Available Wrappers

Sometimes when doing RL experiments you need some minor differences for a specific environment. Maybe you want its observation state to be in a different shape or its rewards to automatically be bounded between 0 and 1.

Wrappers are a simple way to make these types of changes and are useful for extending, enhancing, or updating a portion of an environment without modifying its source directly.

They take an inner JaxEnv, change one or more of its inputs/outputs (observations, rewards, state, done flag, info metadata), and expose the same reset/step interface so everything downstream - the VecEnv classes, make() methods, your training loop - keeps working without any changes.

This tutorial covers the pre-built wrappers provided with Envrax and how to use them in your projects.

Want to create your own?

See the Creating a Custom Wrapper tutorial.

Types of Wrappers

API Docs

• envrax.wrappers.base.Wrapper
• envrax.wrappers.base.StatefulWrapper

Every Envrax wrapper falls into one of two categories - pass-through (stateless) and stateful.

The main difference is whether the wrapper introduces its own state alongside the inner environment's. If it does, it's classed as a stateful wrapper.

Simply put, stateful wrappers need to remember something across timesteps such as a rolling frame buffer, or an episode total. This ensures that the environments are still compatible with JAX's transforms (jit, vmap, scan). We'll discuss this in more depth shortly.

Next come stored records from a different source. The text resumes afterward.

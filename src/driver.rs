use log::{debug, info};

use crate::error::RecordError;
use crate::location::Point;
use crate::toplist::TopList;

/// 从数据源中读取全部坐标点，依次插入到每个 TopList 中，返回插入的点数
///
/// 遇到第一个读取错误时立即停止并返回该错误，此时不会调用 `finish`。
/// 数据源正常结束后会对每个 TopList 调用 `finish`。
pub fn fill<I>(source: I, lists: &mut [&mut dyn TopList]) -> Result<usize, RecordError>
where
    I: IntoIterator<Item = Result<Point, RecordError>>,
{
    let mut count = 0;
    for point in source {
        let point = point?;
        for list in lists.iter_mut() {
            list.insert(&point);
        }
        count += 1;
        if count % 1_000_000 == 0 {
            debug!("已读取 {count} 个点");
        }
    }

    for list in lists.iter_mut() {
        list.finish();
    }
    info!("读取完成，共 {count} 个点");

    Ok(count)
}

#[cfg(test)]
mod tests {
    use super::*;
    use crate::distance::{Distance, Metric};
    use crate::ordering::Ordering;
    use crate::source::SyntheticSource;
    use crate::toplist::{HeapTopList, ParallelTopList};

    fn ids(v: Vec<Distance>) -> Vec<String> {
        v.into_iter().map(|d| d.point.id).collect()
    }

    #[test]
    fn test_fill() {
        let target = Point::new("-", 0.0, 0.0);
        let mut nearest =
            HeapTopList::new(Metric::GreatCircle, target.clone(), 2, Ordering::Nearest);
        let mut furthest =
            ParallelTopList::new(2, Metric::GreatCircle, target.clone(), 2, Ordering::Furthest);

        let source = SyntheticSource::new(target, 10, 0.01);
        let count = fill(source, &mut [&mut nearest, &mut furthest]).unwrap();
        assert_eq!(count, 10);
        assert!(furthest.is_finished());

        assert_eq!(ids(nearest.top()), ["1", "2"]);
        assert_eq!(ids(furthest.top()), ["10", "9"]);
    }

    #[test]
    fn test_fill_stops_on_error() {
        let target = Point::new("-", 0.0, 0.0);
        let mut list = HeapTopList::new(Metric::Euclidean, target, 10, Ordering::Nearest);
        let source = vec![
            Ok(Point::new("1", 1.0, 1.0)),
            Err(RecordError::FieldCount { line: 2, found: 1 }),
            Ok(Point::new("3", 3.0, 3.0)),
        ];

        let err = fill(source, &mut [&mut list]).unwrap_err();
        assert!(matches!(err, RecordError::FieldCount { line: 2, .. }));
        assert_eq!(list.len(), 1);
    }
}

First though, we'll explore the simpler variant of the two: pass-through wrappers!

Pass-through Wrappers

API Docs

envrax.wrappers.passthrough

These wrappers don't introduce any new state. Instead, they just transform the desired inputs/outputs and flow through the reset/step methods like normal.

Here's a quick overview of available pass-through wrappers:

Wrapper	Input obs	Output obs	Description
JitWrapper	any	same	Compiles reset + step with jax.jit; caches kernels to disk
GrayscaleObservation	uint8[H, W, 3]	uint8[H, W]	NTSC luminance conversion
ResizeObservation(h, w)	uint8[H, W] or uint8[H, W, C]	uint8[h, w] or uint8[h, w, C]	Bilinear resize (default 84×84)
NormalizeObservation	uint8[...]	float32[...] in [0, 1]	Divide by 255
ClipReward	any reward	float32 ∈ {−1, 0, +1}	Sign clipping
ExpandDims	any	same	Adds trailing size-1 dim to reward and done
EpisodeDiscount	any	same	Converts done bool to float32 discount (1.0 / 0.0)
RecordVideo	any	same	Saves episode frames to MP4 (not JIT-compatible)

We'll dig into each one below.

JitWrapper

API Docs

envrax.wrappers.jit_wrapper.JitWrapper

This wrapper JIT-compiles the reset and step steps and caches the resulting XLA executables to disk.

You'll find it applied automatically by the make() methods when setting jit_compile=True.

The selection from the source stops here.